В это время Чехов сочинял не только сатирические, но и юмористические произведения, юмористические в собственном смысле этого слова — веселые, добродушные. В основе этих рассказов всегда лежит какая-нибудь комичная ситуация, в которой мы тщетно стали бы искать нечто многозначительное. Вот плотники, нанятые строить купальню, наткнулись в речке на забившегося под корягу налима («Налим»). Начинается забавная возня, в которую втягиваются все новые действующие лица, пытающиеся вытащить неподатливую рыбину. И веселый финал — наконец-то налим извлечен, но… именно тогда, когда все могут убедиться, какой он красавец, — резкое движение, и налим бывал таков. В чем прелесть этого рассказа? В жизнерадостном юморе, в удивительно лаконичных и впечатляющих зарисовках действующих лиц, в динамичном, упругом развитии действия, в гармонической пропорциональности и скупости изобразительных средств.

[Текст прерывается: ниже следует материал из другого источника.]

use chain::IndexedBlock;
use primitives::compact::Compact;
use primitives::hash::H256;
use genesis::genesis_block;
use network::Network;

/// Parameters that influence DAG consensus. Injected into the consensus
/// core by the embedder; nothing here is negotiated at runtime.
#[derive(Debug, Clone)]
pub struct ConsensusParams {
	/// Network.
	pub network: Network,
	/// The genesis block. Its hash anchors the DAG; a submitted block
	/// with no parents must be this block.
	pub genesis_block: IndexedBlock,
	/// Hash of the genesis block.
	pub genesis_hash: H256,
	/// Highest allowed proof-of-work target.
	pub pow_max: Compact,
	/// Skip the expensive hash-below-target check. Only ever set on
	/// private test networks.
	pub skip_proof_of_work: bool,
	/// Optimal interval between blocks, in milliseconds.
	pub target_time_per_block: u64,
	/// A block timestamp may exceed local time by at most
	/// `timestamp_deviation_tolerance * target_time_per_block`
	/// milliseconds before the block is delayed.
	pub timestamp_deviation_tolerance: u64,
	/// Blue scores that must pass before a coinbase output can be spent.
	pub block_coinbase_maturity: u64,
	/// Upper bound for the accumulated mass of a block.
	pub max_mass_per_block: u64,
	/// Allow transactions on subnetworks other than the built-in ones.
	pub enable_non_native_subnetworks: bool,
	/// Depth below the virtual's selected parent at which the selected
	/// chain is considered final.
	pub finality_depth: u64,
	/// GHOSTDAG anticone size parameter.
	pub ghostdag_k: u64,
	/// Number of selected-chain ancestors averaged when retargeting.
	/// Windows that reach back past genesis yield `pow_max`.
	pub difficulty_adjustment_window: usize,
	/// Blue score interval between subsidy halvings.
	pub subsidy_halving_interval: u64,
}

impl ConsensusParams {
	pub fn new(network: Network) -> Self {
		let genesis = IndexedBlock::from_raw(genesis_block(network));
		let genesis_hash = *genesis.hash();

		match network {
			Network::Mainnet => ConsensusParams {
				network: network,
				genesis_block: genesis,
				genesis_hash: genesis_hash,
				pow_max: Compact::new(0x1e00ffff),
				skip_proof_of_work: false,
				target_time_per_block: network.target_time_per_block(),
				timestamp_deviation_tolerance: 132,
				block_coinbase_maturity: 100,
				max_mass_per_block: 10_000_000,
				enable_non_native_subnetworks: false,
				finality_depth: 86_400,
				ghostdag_k: 18,
				difficulty_adjustment_window: 2_640,
				subsidy_halving_interval: 150_000_000,
			},
			Network::Testnet => ConsensusParams {
				network: network,
				genesis_block: genesis,
				genesis_hash: genesis_hash,
				pow_max: Compact::new(0x1e7fffff),
				skip_proof_of_work: false,
				target_time_per_block: network.target_time_per_block(),
				timestamp_deviation_tolerance: 132,
				block_coinbase_maturity: 100,
				max_mass_per_block: 10_000_000,
				enable_non_native_subnetworks: true,
				finality_depth: 86_400,
				ghostdag_k: 18,
				difficulty_adjustment_window: 2_640,
				subsidy_halving_interval: 150_000_000,
			},
			Network::Unitest => ConsensusParams {
				network: network,
				genesis_block: genesis,
				genesis_hash: genesis_hash,
				pow_max: Compact::new(0x207fffff),
				skip_proof_of_work: true,
				target_time_per_block: network.target_time_per_block(),
				timestamp_deviation_tolerance: 132,
				block_coinbase_maturity: 10,
				max_mass_per_block: 10_000_000,
				enable_non_native_subnetworks: false,
				finality_depth: 1_000,
				ghostdag_k: 10,
				difficulty_adjustment_window: 10_000,
				subsidy_halving_interval: 150_000_000,
			},
		}
	}

	/// Maximum allowed distance between a block timestamp and local time,
	/// in milliseconds.
	pub fn max_future_block_time(&self) -> u64 {
		self.timestamp_deviation_tolerance * self.target_time_per_block
	}
}

#[cfg(test)]
mod tests {
	use network::Network;
	use super::ConsensusParams;

	#[test]
	fn test_genesis_hash_matches_genesis_block() {
		let params = ConsensusParams::new(Network::Unitest);
		assert_eq!(params.genesis_hash, *params.genesis_block.hash());
	}

	#[test]
	fn test_unitest_pow_is_bypassed() {
		let params = ConsensusParams::new(Network::Unitest);
		assert!(params.skip_proof_of_work);
		assert!(!ConsensusParams::new(Network::Mainnet).skip_proof_of_work);
	}
}
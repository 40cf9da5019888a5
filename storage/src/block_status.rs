use std::io;
use ser::{Deserializable, Error as ReaderError, Reader, Serializable, Stream};

/// Validation state of a block. Transitions are monotonic:
/// `HeaderOnly -> UTXOPendingVerification -> {Valid | DisqualifiedFromChain}`;
/// `Invalid` is terminal.
#[derive(Debug, Clone, Copy, PartialEq, Eq)]
pub enum BlockStatus {
	/// The block failed validation and will never be revisited.
	Invalid,
	/// Only the header passed validation so far.
	HeaderOnly,
	/// Body accepted; the block's UTXO state has not been resolved yet.
	UTXOPendingVerification,
	/// Fully validated against its past UTXO.
	Valid,
	/// Contextually fine but its UTXO state contradicts its chain;
	/// the block stays in the DAG but can never be a chain block.
	DisqualifiedFromChain,
}

impl BlockStatus {
	pub fn to_u8(self) -> u8 {
		match self {
			BlockStatus::Invalid => 0,
			BlockStatus::HeaderOnly => 1,
			BlockStatus::UTXOPendingVerification => 2,
			BlockStatus::Valid => 3,
			BlockStatus::DisqualifiedFromChain => 4,
		}
	}

	pub fn from_u8(value: u8) -> Option<BlockStatus> {
		match value {
			0 => Some(BlockStatus::Invalid),
			1 => Some(BlockStatus::HeaderOnly),
			2 => Some(BlockStatus::UTXOPendingVerification),
			3 => Some(BlockStatus::Valid),
			4 => Some(BlockStatus::DisqualifiedFromChain),
			_ => None,
		}
	}

	pub fn is_utxo_verified(self) -> bool {
		self == BlockStatus::Valid || self == BlockStatus::DisqualifiedFromChain
	}
}

impl Serializable for BlockStatus {
	fn serialize(&self, stream: &mut Stream) {
		stream.append(&self.to_u8());
	}

	fn serialized_size(&self) -> usize {
		1
	}
}

impl Deserializable for BlockStatus {
	fn deserialize<T>(reader: &mut Reader<T>) -> Result<Self, ReaderError> where T: io::Read {
		BlockStatus::from_u8(reader.read()?).ok_or(ReaderError::MalformedData)
	}
}

#[cfg(test)]
mod tests {
	use ser::{deserialize, serialize};
	use super::BlockStatus;

	#[test]
	fn test_status_byte_round_trip() {
		let statuses = [
			BlockStatus::Invalid,
			BlockStatus::HeaderOnly,
			BlockStatus::UTXOPendingVerification,
			BlockStatus::Valid,
			BlockStatus::DisqualifiedFromChain,
		];

		for status in &statuses {
			let reread: BlockStatus = deserialize(serialize(status).as_ref()).unwrap();
			assert_eq!(*status, reread);
		}
	}

	#[test]
	fn test_utxo_verified() {
		assert!(BlockStatus::Valid.is_utxo_verified());
		assert!(BlockStatus::DisqualifiedFromChain.is_utxo_verified());
		assert!(!BlockStatus::UTXOPendingVerification.is_utxo_verified());
	}
}
//! Persistent tree-interval index answering "is A in the past of B?".

mod interval;
mod store;
mod tree;

pub use self::interval::Interval;
pub use self::store::{flush_reachability, load_reachability};
pub use self::tree::{NodeId, ReachabilityIndex, TreeNode};
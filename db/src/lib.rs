#[macro_use]
extern crate log;
extern crate parking_lot;
extern crate primitives;
extern crate chain;
extern crate serialization as ser;
extern crate storage;
extern crate dagcrypto as crypto;

pub mod dag_db;
pub mod kv;

pub use primitives::{hash, bytes};
pub use dag_db::DagDatabase;
extern crate parking_lot;
extern crate secp256k1;
extern crate primitives;
extern crate chain;
extern crate serialization as ser;
extern crate dagcrypto as crypto;

mod cache;
mod error;
mod interpreter;
mod script;
mod sign;

pub use primitives::{bytes, hash};

pub use cache::SignatureCache;
pub use error::Error;
pub use interpreter::verify_script;
pub use script::{Script, Builder, Opcode, script_sigops, transaction_sigops, is_pay_to_script_hash};
pub use sign::{TransactionInputSigner, TransactionSignatureChecker, signature_hash};
use std::io;
use hex::FromHex;
use hash::H256;
use ser::{deserialize, Deserializable, Error as ReaderError, Reader, Serializable, Stream};
use merkle_root::merkle_root;
use transaction::Transaction;
use block_header::BlockHeader;

#[derive(Debug, PartialEq, Clone)]
pub struct Block {
	pub block_header: BlockHeader,
	pub transactions: Vec<Transaction>,
}

impl From<&'static str> for Block {
	fn from(s: &'static str) -> Self {
		deserialize(&s.from_hex::<Vec<u8>>().unwrap() as &[u8]).unwrap()
	}
}

impl Block {
	pub fn new(header: BlockHeader, transactions: Vec<Transaction>) -> Self {
		Block {
			block_header: header,
			transactions: transactions,
		}
	}

	/// Returns block's merkle root.
	pub fn merkle_root(&self) -> H256 {
		let hashes = self.transactions.iter().map(Transaction::hash).collect::<Vec<H256>>();
		merkle_root(&hashes)
	}

	pub fn transactions(&self) -> &[Transaction] {
		&self.transactions
	}

	pub fn header(&self) -> &BlockHeader {
		&self.block_header
	}

	pub fn hash(&self) -> H256 {
		self.block_header.hash()
	}

	pub fn is_genesis(&self) -> bool {
		self.block_header.is_genesis()
	}
}

impl Serializable for Block {
	fn serialize(&self, stream: &mut Stream) {
		stream
			.append(&self.block_header)
			.append_list(&self.transactions);
	}
}

impl Deserializable for Block {
	fn deserialize<T>(reader: &mut Reader<T>) -> Result<Self, ReaderError> where T: io::Read {
		Ok(Block {
			block_header: reader.read()?,
			transactions: reader.read_list()?,
		})
	}
}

Уходит в прошлое неуверенность молодого автора в своих силах, приводившая к неоправданным излишествам — нагромождению эпизодов, неэкономному расходованию художественных средств. Теперь чеховский рассказ — это чаще всего небольшой эпизод. Такова классическая чеховская «Хирургия». Еще более лаконичен рассказ-сценка «Канитель» с его уморительно неожиданной концовкой. Отчаявшись понять, кто же из перечисляемых старухой «рабов божиих» живой, а кто мертвый, кого следует поминать «за упокой», а кого «о здравии», дьячок пишет их всех подряд и отсылает старуху к дьякону. «Пущай дьякон разберет, кто здесь живой, кто мертвый; он в семинарии обучался, а я этих самых делов… хоть убей, ничего не понимаю.
Старуха берет бумажку, подает дьячку старинные полторы копейки и семенит к алтарю».
В таком же духе написаны «Лошадиная фамилия», «Заблудшие», «Неудача» и другие шуточные произведения восьмидесятых годов.
И все же, как ни примечательны рассказы-шутки, не надо упускать из виду, что не они преобладали в чеховских пестрых рассказах, что их добродушная веселость была лишь частым проявлением чеховского оптимизма.
Следует учитывать также, что, кроме молодости и успехов, чеховский оптимизм имел и другие, более глубокие истоки. Чехов непоколебимо верил в силу научного познания, во всепобеждающую мощь человеческого разума и в связи с этим в человека. Тем самым он вступал в литературу продолжателем идей и традиций русского просвещения. Чехов не только не разделял народнических убеждений. С первых же своих шагов в литературе народническому историческому пессимизму Чехов противопоставил просветительский исторический оптимизм.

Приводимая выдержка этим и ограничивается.